Methylene (IUPAC name: methylidene, also called carbene or methene) is an organic compound with the chemical formula CH2 (also written [CH2] and not to be confused with compressed hydrogen, which is also denoted CH2). It is a colourless gas that fluoresces in the mid-infrared range, and only persists in dilution, or as an adduct.

Methylene is the simplest carbene. It is usually detected only at very low temperatures or as a short-lived intermediate in chemical reactions.

== Nomenclature ==
The trivial name carbene is the preferred IUPAC name.

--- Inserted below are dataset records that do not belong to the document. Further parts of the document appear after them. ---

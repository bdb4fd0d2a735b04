use std::sync::Arc;

use base64::{engine::general_purpose, Engine as _};
use chrono::{Duration, Utc};
use hmac::{Hmac, Mac};
use serde_json::json;
use sha2::Sha256;
use uuid::Uuid;

use shared_config::AppConfig;
use shared_models::auth::User;

pub struct TestConfig {
    pub jwt_secret: String,
    pub supabase_url: String,
    pub supabase_anon_key: String,
}

impl Default for TestConfig {
    fn default() -> Self {
        Self {
            jwt_secret: "test-secret-key-for-jwt-validation-must-be-long-enough".to_string(),
            supabase_url: "http://localhost:54321".to_string(),
            supabase_anon_key: "test-anon-key".to_string(),
        }
    }
}

impl TestConfig {
    pub fn with_url(url: &str) -> Self {
        Self {
            supabase_url: url.to_string(),
            ..Self::default()
        }
    }

    pub fn to_app_config(&self) -> AppConfig {
        AppConfig {
            supabase_url: self.supabase_url.clone(),
            supabase_anon_key: self.supabase_anon_key.clone(),
            supabase_jwt_secret: self.jwt_secret.clone(),
        }
    }

    pub fn to_arc(&self) -> Arc<AppConfig> {
        Arc::new(self.to_app_config())
    }
}

pub struct TestUser {
    pub id: String,
    pub email: String,
    pub role: String,
}

impl Default for TestUser {
    fn default() -> Self {
        Self {
            id: Uuid::new_v4().to_string(),
            email: "test@example.com".to_string(),
            role: "patient".to_string(),
        }
    }
}

impl TestUser {
    pub fn new(email: &str, role: &str) -> Self {
        Self {
            id: Uuid::new_v4().to_string(),
            email: email.to_string(),
            role: role.to_string(),
        }
    }

    pub fn provider(email: &str) -> Self {
        Self::new(email, "provider")
    }

    pub fn patient(email: &str) -> Self {
        Self::new(email, "patient")
    }

    pub fn admin(email: &str) -> Self {
        Self::new(email, "admin")
    }

    pub fn to_user(&self) -> User {
        User {
            id: self.id.clone(),
            email: Some(self.email.clone()),
            role: Some(self.role.clone()),
            metadata: None,
            created_at: Some(Utc::now()),
        }
    }
}

pub struct JwtTestUtils;

impl JwtTestUtils {
    pub fn create_test_token(user: &TestUser, secret: &str, exp_hours: Option<i64>) -> String {
        let now = Utc::now();
        let exp = now + Duration::hours(exp_hours.unwrap_or(24));

        let header = json!({
            "alg": "HS256",
            "typ": "JWT"
        });

        let payload = json!({
            "sub": user.id,
            "email": user.email,
            "role": user.role,
            "iat": now.timestamp(),
            "exp": exp.timestamp()
        });

        let header_encoded = general_purpose::URL_SAFE_NO_PAD.encode(header.to_string());
        let payload_encoded = general_purpose::URL_SAFE_NO_PAD.encode(payload.to_string());

        let signing_input = format!("{}.{}", header_encoded, payload_encoded);

        let mut mac = Hmac::<Sha256>::new_from_slice(secret.as_bytes())
            .expect("HMAC can take key of any size");
        mac.update(signing_input.as_bytes());
        let signature = mac.finalize().into_bytes();
        let signature_encoded = general_purpose::URL_SAFE_NO_PAD.encode(signature);

        format!("{}.{}", signing_input, signature_encoded)
    }

    pub fn create_expired_token(user: &TestUser, secret: &str) -> String {
        Self::create_test_token(user, secret, Some(-1))
    }

    pub fn create_malformed_token() -> String {
        "invalid.token.format".to_string()
    }
}

/// Canned PostgREST rows for wiremock-backed tests.
pub struct MockSupabaseResponses;

impl MockSupabaseResponses {
    pub fn availability_window_row(
        provider_id: &str,
        day_of_week: i32,
        start_time: &str,
        end_time: &str,
        slot_duration_minutes: i32,
    ) -> serde_json::Value {
        json!({
            "id": Uuid::new_v4(),
            "provider_id": provider_id,
            "day_of_week": day_of_week,
            "start_time": start_time,
            "end_time": end_time,
            "slot_duration_minutes": slot_duration_minutes,
            "created_at": "2024-01-01T00:00:00Z"
        })
    }

    pub fn appointment_row(
        patient_id: &str,
        provider_id: &str,
        start_time: &str,
        duration_minutes: i32,
        status: &str,
    ) -> serde_json::Value {
        json!({
            "id": Uuid::new_v4(),
            "patient_id": patient_id,
            "provider_id": provider_id,
            "start_time": start_time,
            "duration_minutes": duration_minutes,
            "status": status,
            "reason": "Routine check-up",
            "notes": null,
            "created_at": "2024-01-01T00:00:00Z",
            "updated_at": "2024-01-01T00:00:00Z"
        })
    }
}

The systematic names methylidene and dihydridocarbon, valid IUPAC names, are constructed according to the substitutive and additive nomenclatures, respectively.

Methylidene is viewed as methane with two hydrogen atoms removed. By default, this name pays no regard to the radicality of the methylene. Although in a context where the radicality is considered, it can also name the non-radical excited state, whereas the radical ground state with two unpaired electrons is named methanediyl.

Methylene is also used as the trivial name for the substituent groups methanediyl (>(CH2)), and methylidene (=CH2). It was introduced as early as 1835 by French chemists Jean-Baptiste Dumas and Eugene Peligot after determining methanol's chemical structure. They coined it the Greek μέθυ (methy) "wine" and ὕλη (hȳlē) "forest, firewood, matter" with the intention of highlighting its origins, 'alcohol made from wood (substance)'.

===Methylidene group===

Chemical group (=CH2)

The blue part of this diagram of a propene molecule is a methylidene group.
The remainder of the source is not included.